▼

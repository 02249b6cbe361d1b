//! Text encodings for attribute tables.
//!
//! Legacy formats (dBASE in particular) store text in whatever code page the
//! producing tool used, usually without saying which. This module provides:
//!
//! - [`TextEncoding`]: the encodings the pipeline knows how to decode strictly
//! - [`EncodingResolver`]: tries candidate encodings until a full parse succeeds,
//!   falling back to a statistical sniffer
//! - [`EncodingSniffer`]: the detector abstraction, with [`ChardetSniffer`] as
//!   the production implementation
//!
//! # Example
//!
//! ```
//! use geocatalog::encoding::TextEncoding;
//!
//! let latin1 = TextEncoding::from_label("ISO-8859-1").unwrap();
//! assert_eq!(latin1.decode(b"caf\xe9").unwrap(), "café");
//! assert!(TextEncoding::Utf8.decode(b"caf\xe9").is_err());
//! ```

mod resolver;
mod sniffer;

use std::fmt;
use std::path::PathBuf;

use encoding_rs::{Encoding, UTF_8, WINDOWS_1252};

pub use resolver::{
    EncodingResolver, Resolved, ResolveError, DEFAULT_MIN_CONFIDENCE, DEFAULT_SAMPLE_BYTES,
};
pub use sniffer::{ChardetSniffer, EncodingGuess, EncodingSniffer};

/// Bytes that windows-1252 leaves undefined.
const WINDOWS_1252_UNDEFINED: [u8; 5] = [0x81, 0x8D, 0x8F, 0x90, 0x9D];

/// A text encoding that can decode bytes strictly.
///
/// Latin-1 is modeled separately because the WHATWG label table used by
/// `encoding_rs` folds `iso-8859-1` into windows-1252, which would make the
/// two indistinguishable in the fallback order.
#[derive(Debug, Clone, Copy, PartialEq, Eq)]
pub enum TextEncoding {
    /// UTF-8, malformed sequences rejected.
    Utf8,
    /// Windows-1252, undefined bytes rejected.
    Windows1252,
    /// ISO-8859-1, every byte maps to the code point of the same value.
    Latin1,
    /// Any other encoding known to `encoding_rs`.
    Other(&'static Encoding),
}

impl TextEncoding {
    /// Resolve an encoding label (`utf-8`, `cp1252`, `ISO-8859-1`, `UTF8`, ...).
    pub fn from_label(label: &str) -> Option<Self> {
        let normalized = label.trim().to_ascii_lowercase();
        match normalized.as_str() {
            "iso-8859-1" | "iso8859-1" | "iso_8859-1" | "latin1" | "latin-1" | "l1" => {
                return Some(TextEncoding::Latin1)
            }
            "utf8" => return Some(TextEncoding::Utf8),
            "cp1252" | "1252" => return Some(TextEncoding::Windows1252),
            _ => {}
        }
        Encoding::for_label(normalized.as_bytes()).map(Self::from_encoding)
    }

    /// Map an `encoding_rs` encoding onto the strict variants.
    pub fn from_encoding(encoding: &'static Encoding) -> Self {
        if encoding == UTF_8 {
            TextEncoding::Utf8
        } else if encoding == WINDOWS_1252 {
            TextEncoding::Windows1252
        } else {
            TextEncoding::Other(encoding)
        }
    }

    /// Canonical label used in logs and error messages.
    pub fn label(&self) -> &'static str {
        match self {
            TextEncoding::Utf8 => "utf-8",
            TextEncoding::Windows1252 => "windows-1252",
            TextEncoding::Latin1 => "iso-8859-1",
            TextEncoding::Other(encoding) => encoding.name(),
        }
    }

    /// Decode `bytes`, failing on the first byte sequence that is not valid in
    /// this encoding.
    pub fn decode(&self, bytes: &[u8]) -> Result<String, InvalidText> {
        let decoded = match self {
            TextEncoding::Utf8 => UTF_8
                .decode_without_bom_handling_and_without_replacement(bytes)
                .map(|text| text.into_owned()),
            TextEncoding::Windows1252 => {
                if bytes.iter().any(|b| WINDOWS_1252_UNDEFINED.contains(b)) {
                    None
                } else {
                    WINDOWS_1252
                        .decode_without_bom_handling_and_without_replacement(bytes)
                        .map(|text| text.into_owned())
                }
            }
            TextEncoding::Latin1 => Some(encoding_rs::mem::decode_latin1(bytes).into_owned()),
            TextEncoding::Other(encoding) => encoding
                .decode_without_bom_handling_and_without_replacement(bytes)
                .map(|text| text.into_owned()),
        };

        decoded.ok_or(InvalidText { encoding: *self })
    }
}

impl fmt::Display for TextEncoding {
    fn fmt(&self, f: &mut fmt::Formatter<'_>) -> fmt::Result {
        f.write_str(self.label())
    }
}

/// Bytes that are not valid text in the requested encoding.
#[derive(Debug, Clone, Copy, PartialEq, Eq, thiserror::Error)]
#[error("invalid {encoding} byte sequence")]
pub struct InvalidText {
    pub encoding: TextEncoding,
}

/// No candidate encoding could decode a file's attribute table.
#[derive(Debug, Clone, PartialEq, Eq, thiserror::Error)]
#[error(
    "Failed to decode '{}' with any of the attempted encodings: {}",
    .file.display(),
    .attempted.join(", ")
)]
pub struct DecodeError {
    /// The file whose table could not be decoded.
    pub file: PathBuf,
    /// Every encoding tried, in order (including a sniffed one, if any).
    pub attempted: Vec<String>,
}

/// Parse a comma-separated list of encoding labels.
///
/// Returns the first label that is not recognized as the error.
pub fn parse_encoding_list(list: &str) -> Result<Vec<TextEncoding>, String> {
    list.split(',')
        .map(str::trim)
        .filter(|label| !label.is_empty())
        .map(|label| TextEncoding::from_label(label).ok_or_else(|| label.to_string()))
        .collect()
}

/// The default fallback order.
pub fn default_candidates() -> Vec<TextEncoding> {
    vec![
        TextEncoding::Utf8,
        TextEncoding::Windows1252,
        TextEncoding::Latin1,
    ]
}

▲

• _What this task involves_
Could you please report how many lines of the listing above hold the word "Clone"? Only the number is needed.

• _Response area_
3